• DIRECTIONS: Write out exactly the lines from the start of the entries through the one that contains "bytes from 0x02", including both.

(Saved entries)
• • • • • • •

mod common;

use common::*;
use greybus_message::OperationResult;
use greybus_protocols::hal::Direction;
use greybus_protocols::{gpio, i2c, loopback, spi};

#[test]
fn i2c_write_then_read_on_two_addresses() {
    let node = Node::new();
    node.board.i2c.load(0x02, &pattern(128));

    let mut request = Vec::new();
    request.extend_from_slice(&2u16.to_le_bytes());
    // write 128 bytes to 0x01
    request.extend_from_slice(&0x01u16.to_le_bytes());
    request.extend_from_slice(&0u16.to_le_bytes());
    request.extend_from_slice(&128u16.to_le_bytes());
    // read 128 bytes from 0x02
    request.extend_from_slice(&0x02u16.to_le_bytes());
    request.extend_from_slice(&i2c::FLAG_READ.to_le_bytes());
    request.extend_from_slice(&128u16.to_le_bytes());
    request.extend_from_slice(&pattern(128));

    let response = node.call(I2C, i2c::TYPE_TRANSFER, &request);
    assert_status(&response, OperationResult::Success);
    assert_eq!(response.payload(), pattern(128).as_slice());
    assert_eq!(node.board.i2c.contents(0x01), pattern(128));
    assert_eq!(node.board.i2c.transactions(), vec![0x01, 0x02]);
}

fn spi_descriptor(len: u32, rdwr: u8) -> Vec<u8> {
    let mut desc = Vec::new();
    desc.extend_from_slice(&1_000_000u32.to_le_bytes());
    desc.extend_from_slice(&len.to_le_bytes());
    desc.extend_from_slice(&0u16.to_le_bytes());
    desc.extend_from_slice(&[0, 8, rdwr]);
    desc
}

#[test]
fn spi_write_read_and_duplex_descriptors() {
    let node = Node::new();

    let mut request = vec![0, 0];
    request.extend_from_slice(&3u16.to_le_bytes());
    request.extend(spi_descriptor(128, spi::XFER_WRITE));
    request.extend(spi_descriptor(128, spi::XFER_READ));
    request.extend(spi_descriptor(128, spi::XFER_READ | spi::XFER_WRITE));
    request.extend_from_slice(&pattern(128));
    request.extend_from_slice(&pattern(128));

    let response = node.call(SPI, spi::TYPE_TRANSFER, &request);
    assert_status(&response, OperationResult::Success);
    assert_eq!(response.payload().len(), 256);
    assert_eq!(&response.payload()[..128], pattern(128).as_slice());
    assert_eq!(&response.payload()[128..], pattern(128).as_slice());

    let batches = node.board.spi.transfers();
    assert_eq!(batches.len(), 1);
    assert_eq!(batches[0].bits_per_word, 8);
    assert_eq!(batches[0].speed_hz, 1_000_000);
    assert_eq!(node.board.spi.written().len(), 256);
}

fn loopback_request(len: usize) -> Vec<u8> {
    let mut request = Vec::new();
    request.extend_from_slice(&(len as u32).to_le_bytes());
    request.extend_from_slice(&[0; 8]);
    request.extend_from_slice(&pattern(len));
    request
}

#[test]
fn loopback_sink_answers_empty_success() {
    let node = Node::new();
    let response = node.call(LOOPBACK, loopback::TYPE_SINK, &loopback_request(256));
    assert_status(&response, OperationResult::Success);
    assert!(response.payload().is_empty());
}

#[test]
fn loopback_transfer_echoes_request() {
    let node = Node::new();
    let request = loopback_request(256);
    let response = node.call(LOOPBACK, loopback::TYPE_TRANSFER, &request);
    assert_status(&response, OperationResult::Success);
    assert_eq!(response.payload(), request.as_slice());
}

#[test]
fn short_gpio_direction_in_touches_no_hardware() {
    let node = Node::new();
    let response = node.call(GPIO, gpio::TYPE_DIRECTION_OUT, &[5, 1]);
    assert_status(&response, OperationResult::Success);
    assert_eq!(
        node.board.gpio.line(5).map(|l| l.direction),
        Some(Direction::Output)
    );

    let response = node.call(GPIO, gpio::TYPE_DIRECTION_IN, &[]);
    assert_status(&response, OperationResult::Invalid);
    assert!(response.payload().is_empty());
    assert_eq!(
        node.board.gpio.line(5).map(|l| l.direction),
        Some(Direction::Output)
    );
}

• • • • • • •

• EXERCISE SOLUTION:
mod common;

use common::*;
use greybus_message::OperationResult;
use greybus_protocols::hal::Direction;
use greybus_protocols::{gpio, i2c, loopback, spi};

#[test]
fn i2c_write_then_read_on_two_addresses() {
    let node = Node::new();
    node.board.i2c.load(0x02, &pattern(128));

    let mut request = Vec::new();
    request.extend_from_slice(&2u16.to_le_bytes());
    // write 128 bytes to 0x01
    request.extend_from_slice(&0x01u16.to_le_bytes());
    request.extend_from_slice(&0u16.to_le_bytes());
    request.extend_from_slice(&128u16.to_le_bytes());
    // read 128 bytes from 0x02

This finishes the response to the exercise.